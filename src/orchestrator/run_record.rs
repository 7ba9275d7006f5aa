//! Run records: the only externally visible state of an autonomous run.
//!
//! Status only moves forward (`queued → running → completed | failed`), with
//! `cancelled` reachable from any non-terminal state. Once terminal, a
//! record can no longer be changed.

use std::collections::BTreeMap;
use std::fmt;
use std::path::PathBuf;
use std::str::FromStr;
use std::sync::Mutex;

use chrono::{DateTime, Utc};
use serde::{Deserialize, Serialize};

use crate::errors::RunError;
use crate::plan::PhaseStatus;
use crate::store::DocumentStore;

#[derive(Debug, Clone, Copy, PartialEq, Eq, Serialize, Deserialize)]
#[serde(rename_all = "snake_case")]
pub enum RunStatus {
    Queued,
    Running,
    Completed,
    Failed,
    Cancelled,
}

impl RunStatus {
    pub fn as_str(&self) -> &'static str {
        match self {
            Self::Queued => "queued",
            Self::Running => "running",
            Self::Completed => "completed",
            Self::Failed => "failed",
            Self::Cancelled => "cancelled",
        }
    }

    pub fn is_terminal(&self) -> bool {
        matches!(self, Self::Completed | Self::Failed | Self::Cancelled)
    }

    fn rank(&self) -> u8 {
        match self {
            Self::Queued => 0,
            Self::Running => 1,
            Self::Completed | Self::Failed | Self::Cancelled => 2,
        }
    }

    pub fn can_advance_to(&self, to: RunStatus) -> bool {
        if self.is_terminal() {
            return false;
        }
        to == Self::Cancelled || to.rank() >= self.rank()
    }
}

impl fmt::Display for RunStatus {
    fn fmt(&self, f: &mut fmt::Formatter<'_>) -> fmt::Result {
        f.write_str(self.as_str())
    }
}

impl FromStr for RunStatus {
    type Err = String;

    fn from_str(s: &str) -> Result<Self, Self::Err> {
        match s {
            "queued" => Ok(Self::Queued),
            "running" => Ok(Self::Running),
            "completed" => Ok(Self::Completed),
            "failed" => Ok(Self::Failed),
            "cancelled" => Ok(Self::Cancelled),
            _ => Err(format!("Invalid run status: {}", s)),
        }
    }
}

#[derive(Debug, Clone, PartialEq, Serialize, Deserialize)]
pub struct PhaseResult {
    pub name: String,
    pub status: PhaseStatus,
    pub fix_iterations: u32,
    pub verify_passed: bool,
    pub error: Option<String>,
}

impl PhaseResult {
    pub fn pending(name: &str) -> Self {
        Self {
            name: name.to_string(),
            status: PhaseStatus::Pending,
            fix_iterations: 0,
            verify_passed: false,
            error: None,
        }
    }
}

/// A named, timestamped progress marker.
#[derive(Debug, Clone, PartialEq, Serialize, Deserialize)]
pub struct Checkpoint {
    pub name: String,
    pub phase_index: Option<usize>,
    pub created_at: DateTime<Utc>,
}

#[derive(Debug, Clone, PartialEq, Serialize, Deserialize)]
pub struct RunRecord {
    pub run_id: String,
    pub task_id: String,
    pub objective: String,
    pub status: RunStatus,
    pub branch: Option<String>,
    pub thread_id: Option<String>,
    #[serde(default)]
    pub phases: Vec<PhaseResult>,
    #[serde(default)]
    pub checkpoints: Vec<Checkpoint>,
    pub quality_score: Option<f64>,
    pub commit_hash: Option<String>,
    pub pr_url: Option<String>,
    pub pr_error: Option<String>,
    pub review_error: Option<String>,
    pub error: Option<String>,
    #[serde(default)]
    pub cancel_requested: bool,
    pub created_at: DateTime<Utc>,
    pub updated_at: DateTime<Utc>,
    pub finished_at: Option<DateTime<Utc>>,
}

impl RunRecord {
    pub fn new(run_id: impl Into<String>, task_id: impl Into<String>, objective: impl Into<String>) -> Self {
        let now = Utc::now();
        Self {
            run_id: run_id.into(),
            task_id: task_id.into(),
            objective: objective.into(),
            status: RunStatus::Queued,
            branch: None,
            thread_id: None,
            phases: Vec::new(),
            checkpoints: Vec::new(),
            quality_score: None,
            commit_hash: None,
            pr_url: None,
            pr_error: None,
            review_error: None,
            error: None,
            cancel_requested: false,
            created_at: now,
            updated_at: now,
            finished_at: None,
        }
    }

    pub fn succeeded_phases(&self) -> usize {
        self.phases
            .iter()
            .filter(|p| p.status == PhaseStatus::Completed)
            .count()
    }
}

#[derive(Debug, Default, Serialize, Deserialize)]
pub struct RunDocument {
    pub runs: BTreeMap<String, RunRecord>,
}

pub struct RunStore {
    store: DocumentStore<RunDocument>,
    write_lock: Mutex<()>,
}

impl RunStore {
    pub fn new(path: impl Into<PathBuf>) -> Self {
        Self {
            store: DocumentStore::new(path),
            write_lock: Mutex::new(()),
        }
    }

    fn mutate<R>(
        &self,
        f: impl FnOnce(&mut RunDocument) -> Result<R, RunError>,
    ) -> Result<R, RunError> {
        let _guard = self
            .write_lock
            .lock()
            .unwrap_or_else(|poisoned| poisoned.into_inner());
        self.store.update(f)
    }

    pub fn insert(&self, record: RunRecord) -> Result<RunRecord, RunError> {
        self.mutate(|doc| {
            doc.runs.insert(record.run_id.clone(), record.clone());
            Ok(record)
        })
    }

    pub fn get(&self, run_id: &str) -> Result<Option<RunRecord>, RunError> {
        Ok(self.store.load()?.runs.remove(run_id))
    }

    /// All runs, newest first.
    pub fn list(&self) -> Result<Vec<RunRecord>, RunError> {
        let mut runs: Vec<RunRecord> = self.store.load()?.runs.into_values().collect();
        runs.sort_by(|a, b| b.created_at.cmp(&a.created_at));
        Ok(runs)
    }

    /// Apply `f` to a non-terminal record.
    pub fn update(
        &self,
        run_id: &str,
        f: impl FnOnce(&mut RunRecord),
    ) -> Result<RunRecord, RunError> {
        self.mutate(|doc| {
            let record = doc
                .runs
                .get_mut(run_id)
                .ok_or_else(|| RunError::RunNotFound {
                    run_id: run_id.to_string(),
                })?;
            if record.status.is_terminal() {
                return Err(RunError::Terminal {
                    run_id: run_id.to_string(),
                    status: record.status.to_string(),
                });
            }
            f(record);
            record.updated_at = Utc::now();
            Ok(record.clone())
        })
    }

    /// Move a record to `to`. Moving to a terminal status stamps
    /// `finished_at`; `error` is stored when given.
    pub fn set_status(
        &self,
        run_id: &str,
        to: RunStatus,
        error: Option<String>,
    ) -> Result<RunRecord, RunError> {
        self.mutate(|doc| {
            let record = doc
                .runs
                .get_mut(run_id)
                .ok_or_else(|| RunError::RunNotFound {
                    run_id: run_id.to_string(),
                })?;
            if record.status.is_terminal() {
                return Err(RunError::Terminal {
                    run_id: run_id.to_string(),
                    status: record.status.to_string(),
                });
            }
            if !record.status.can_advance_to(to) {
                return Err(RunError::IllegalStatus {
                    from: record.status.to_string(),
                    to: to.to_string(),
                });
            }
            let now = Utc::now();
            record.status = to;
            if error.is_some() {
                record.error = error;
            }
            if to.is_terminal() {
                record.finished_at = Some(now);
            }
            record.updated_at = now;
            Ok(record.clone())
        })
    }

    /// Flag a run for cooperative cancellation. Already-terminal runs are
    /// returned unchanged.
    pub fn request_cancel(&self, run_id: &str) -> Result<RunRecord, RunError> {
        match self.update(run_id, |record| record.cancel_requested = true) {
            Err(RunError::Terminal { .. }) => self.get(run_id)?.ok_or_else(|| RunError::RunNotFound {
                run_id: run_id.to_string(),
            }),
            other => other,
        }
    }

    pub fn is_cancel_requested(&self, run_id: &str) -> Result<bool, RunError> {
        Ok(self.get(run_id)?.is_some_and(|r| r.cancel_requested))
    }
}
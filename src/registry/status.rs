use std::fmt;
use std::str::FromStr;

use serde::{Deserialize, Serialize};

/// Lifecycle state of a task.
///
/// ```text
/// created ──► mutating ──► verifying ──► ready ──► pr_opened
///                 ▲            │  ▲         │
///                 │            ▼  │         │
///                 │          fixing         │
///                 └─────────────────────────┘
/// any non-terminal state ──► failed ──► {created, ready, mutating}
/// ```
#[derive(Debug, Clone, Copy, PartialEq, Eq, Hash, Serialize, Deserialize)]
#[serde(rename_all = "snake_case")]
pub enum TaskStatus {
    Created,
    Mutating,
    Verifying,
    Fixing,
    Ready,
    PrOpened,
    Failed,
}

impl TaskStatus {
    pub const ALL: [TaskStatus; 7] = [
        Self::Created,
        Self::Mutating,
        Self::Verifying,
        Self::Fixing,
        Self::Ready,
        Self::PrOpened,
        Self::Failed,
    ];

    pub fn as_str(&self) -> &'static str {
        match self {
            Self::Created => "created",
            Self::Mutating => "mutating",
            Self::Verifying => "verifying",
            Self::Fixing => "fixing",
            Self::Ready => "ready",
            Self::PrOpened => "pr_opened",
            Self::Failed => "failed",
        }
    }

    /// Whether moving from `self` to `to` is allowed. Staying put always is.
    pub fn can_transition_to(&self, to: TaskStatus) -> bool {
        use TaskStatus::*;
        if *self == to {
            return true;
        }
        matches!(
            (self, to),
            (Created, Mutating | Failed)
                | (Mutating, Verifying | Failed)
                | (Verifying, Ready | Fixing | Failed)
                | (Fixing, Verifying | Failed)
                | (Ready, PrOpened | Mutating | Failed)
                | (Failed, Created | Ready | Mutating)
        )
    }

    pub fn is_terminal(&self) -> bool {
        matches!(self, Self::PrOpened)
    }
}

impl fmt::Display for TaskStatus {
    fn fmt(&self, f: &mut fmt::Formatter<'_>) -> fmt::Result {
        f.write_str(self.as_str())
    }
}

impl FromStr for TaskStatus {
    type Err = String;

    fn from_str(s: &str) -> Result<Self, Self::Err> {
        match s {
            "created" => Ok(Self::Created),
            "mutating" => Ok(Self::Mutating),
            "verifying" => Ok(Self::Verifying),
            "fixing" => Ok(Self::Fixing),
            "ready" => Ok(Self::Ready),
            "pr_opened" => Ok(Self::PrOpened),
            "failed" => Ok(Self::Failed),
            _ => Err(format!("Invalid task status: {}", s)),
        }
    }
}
□ □ □ □
» Task
Taking the entries from their first line through the line with "Status only moves", inclusive, restate each line word for word and give nothing else.

» Answer space
filename src/orchestrator/run_record.rs
repository 7ba9275d7006f5aa
//! Run records: the only externally visible state of an autonomous run.
//!
//! Status only moves forward (`queued → running → completed | failed`), with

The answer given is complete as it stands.